Figure 9.

k_offmeasurements of P450 51A1–sterol complexes. In each case, an equimolar concentration of P450 51A1 and each sterol, in one syringe, were mixed with a 20 μM concentration of ketoconazole in the other syringe, in an OLIS RSM1000 stopped-flow spectrophotometer. Full spectra were collected, and the A₃₉₀ and A₄₃₀ data were used in the calculations. At least five individual traces were averaged. Fits were to single exponentials using the OLIS GlobalWorks program. The error estimates were made (for each curve) in the program.
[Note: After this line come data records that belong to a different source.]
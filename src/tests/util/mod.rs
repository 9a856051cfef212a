pub mod polygon;
pub mod check;
mod vtest;

pub use vtest::VTest;
impl RangesTracker {
    pub(crate) fn apply_delete_to_changes(&mut self, pos: usize, content: &str, metadata: &Metadata) -> Result<()> {
        let op_len = count_chars(content);
        let op_start = pos;
        let op_end = pos + op_len;
        let track_changes = self.track_changes;

        let mut remove = Vec::new();
        // Ids rather than indexes, since we remove changes before marking these.
        let mut moved: Vec<SmartString> = Vec::new();

        // Our delete op might merge with existing deletes, or cancel out against existing inserts.
        // We collect those edits and apply them once we're done looking at the changes, so as not
        // to mess up the offsets as we go.
        let mut mods: SmallVec<[Modification; 2]> = SmallVec::new();

        for (idx, change) in self.changes.iter_mut().enumerate() {
            let change_start = change.op.pos;

            match change.op.kind {
                ListOpKind::Ins => {
                    let change_end = change_start + change.op.len();

                    if op_end <= change_start {
                        change.op.pos -= op_len;
                        moved.push(change.id.clone());
                    } else if op_start >= change_end {
                        // Delete is after the insert. Nothing to do.
                    } else {
                        // Where they overlap, the delete and the insert cancel out.
                        let (del_before, ins_before) = if op_start >= change_start {
                            //      |-- existing insert --|
                            // ins_before -> |..||-- new delete --|
                            (0, slice_to(&change.op.content, op_start - change_start))
                        } else {
                            // del_before -> |..||-- existing insert --|
                            //               |-- new delete --|
                            (change_start - op_start, "")
                        };

                        let (del_after, ins_after) = if op_end <= change_end {
                            (0, slice_from(&change.op.content, op_end - change_start))
                        } else {
                            (op_end - change_end, "")
                        };

                        let remaining: SmartString = [ins_before, ins_after].concat().into();
                        if !remaining.is_empty() {
                            change.op.content = remaining;
                            change.op.pos = change_start.min(op_start);
                            change.metadata.ts = metadata.ts;
                            moved.push(change.id.clone());
                        } else {
                            remove.push(idx);
                        }

                        let removed_len = op_len - del_before - del_after;
                        if removed_len > 0 {
                            mods.push(Modification::Delete {
                                offset: del_before,
                                content: slice_chars(content, del_before, del_before + removed_len).into(),
                            });
                        }
                    }
                }
                ListOpKind::Del => {
                    // When tracking, a delete touching the end of ours merges with it below. So it
                    // only shifts if it's strictly after us.
                    if op_end < change_start || (!track_changes && op_end == change_start) {
                        change.op.pos -= op_len;
                        moved.push(change.id.clone());
                    } else if op_start <= change_start && change_start <= op_end {
                        if track_changes {
                            // Pull the existing delete into our op, and drop it. That's simpler than
                            // modifying the existing delete, since we might overlap lots of them.
                            mods.push(Modification::Insert {
                                offset: change_start - op_start,
                                content: change.op.content.clone(),
                            });
                            remove.push(idx);
                        } else {
                            change.op.pos = op_start;
                            moved.push(change.id.clone());
                        }
                    }
                }
            }
        }

        let mut new_content = apply_modifications(pos, content, &mut mods)?;
        let new_len = count_chars(&new_content);

        // If one of the deletes we pulled in sits inside the new delete, update it in place instead
        // of removing it and adding a replacement. Otherwise the change gets a new id, and editors
        // displaying it flicker.
        remove.retain(|&idx| {
            let change = &mut self.changes[idx];
            if !new_content.is_empty() && change.op.is_delete()
                && pos <= change.op.pos && change.op.pos <= pos + new_len
            {
                change.op.pos = pos;
                change.op.content = std::mem::take(&mut new_content);
                change.metadata = metadata.clone();
                moved.push(change.id.clone());
                false
            } else { true }
        });
        self.remove_changes_at(remove);

        if track_changes && !new_content.is_empty() {
            self.add_change(ChangeOp::new_delete(pos, &new_content), metadata);
        } else {
            // We might have deleted an insert sitting between two others. Eg, deleting the middle of
            //   |-- user_1 insert --||-- user_2 insert --||-- user_1 insert --|
            // leaves two touching user_1 inserts, which should be merged again.
            let merged_away = self.scan_and_merge_adjacent();
            moved.retain(|id| !merged_away.contains(id));
        }

        for id in moved {
            self.dirty.change.mark(&id, Dirty::Moved);
        }
        Ok(())
    }

    /// Merge touching inserts by the same user, and deletes by the same user at the same offset.
    /// Coincident deletes from different users stay separate. Returns the ids of the changes which
    /// were merged into their neighbours (and removed).
    pub(crate) fn scan_and_merge_adjacent(&mut self) -> Vec<SmartString> {
        let mut prev: Option<usize> = None;
        let mut remove = Vec::new();

        for idx in 0..self.changes.len() {
            if let Some(p) = prev {
                let (a, b) = (&self.changes[p], &self.changes[idx]);
                let merge = match (a.op.kind, b.op.kind) {
                    (ListOpKind::Ins, ListOpKind::Ins) => {
                        a.op.pos + a.op.len() == b.op.pos && a.metadata.user_id == b.metadata.user_id
                    }
                    (ListOpKind::Del, ListOpKind::Del) => {
                        a.op.pos == b.op.pos && a.metadata.user_id == b.metadata.user_id
                    }
                    _ => false,
                };

                if merge {
                    let extra = b.op.content.clone();
                    tracing::debug!(into = %a.id, from = %b.id, "merging adjacent changes");
                    self.changes[p].op.content.push_str(&extra);
                    self.mark_change_moved(p);
                    remove.push(idx);
                    // prev stays put, so a run of merges all collapse into it.
                    continue;
                }
            }
            prev = Some(idx);
        }

        let ids = remove.iter().map(|&idx| self.changes[idx].id.clone()).collect();
        self.remove_changes_at(remove);
        ids
    }

    pub(crate) fn apply_delete_to_comments(&mut self, pos: usize, content: &str) -> Result<()> {
        let op_len = count_chars(content);
        let op_start = pos;
        let op_end = pos + op_len;

        for comment in self.comments.iter_mut() {
            let start = comment.op.pos;
            let len = comment.op.len();
            let end = start + len;

            if op_end <= start {
                comment.op.pos -= op_len;
            } else if op_start >= end {
                continue;
            } else {
                let before = if op_start <= start { "" } else { slice_to(&comment.op.content, op_start - start) };
                let after = if op_end >= end { "" } else { slice_from(&comment.op.content, op_end - start) };

                let deleted = slice_chars(&comment.op.content, count_chars(before), len - count_chars(after));
                let offset = start.saturating_sub(op_start);
                let deleted_by_op = slice_chars(content, offset, offset + count_chars(deleted));
                if deleted != deleted_by_op {
                    tracing::warn!(comment = %comment.id, expected = deleted, actual = deleted_by_op,
                        "deleted content does not match comment content");
                    return Err(RangesError::CommentMismatch { comment_id: comment.id.clone() });
                }

                let remaining: SmartString = [before, after].concat().into();
                comment.op.pos = start.min(op_start);
                comment.op.content = remaining;
            }

            self.dirty.comment.mark(&comment.id, Dirty::Moved);
        }
        Ok(())
    }
}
A, dihydrolanosterol, 0.054 ± 0.010 s⁻¹; B, 14α-CH₂OH dihydrolanosterol, 0.022 ± 0.001 s⁻¹; C, 14α-CHO dihydrolanosterol, 0.059 ± 0.001 s⁻¹; D, dihydro FF-MAS, 2.0 ± 0.1 s⁻¹. In (D), the change observed after 60 s was not much greater than shown at 4 s (≥90% complete), and accordingly, the 4 s trace was used in the calculation of the k_off rate. FF-MAS, follicular fluid meiosis-activating sterol ((4β,5α)-4,4-dimethyl-cholesta-8,14,24-trien-3-ol).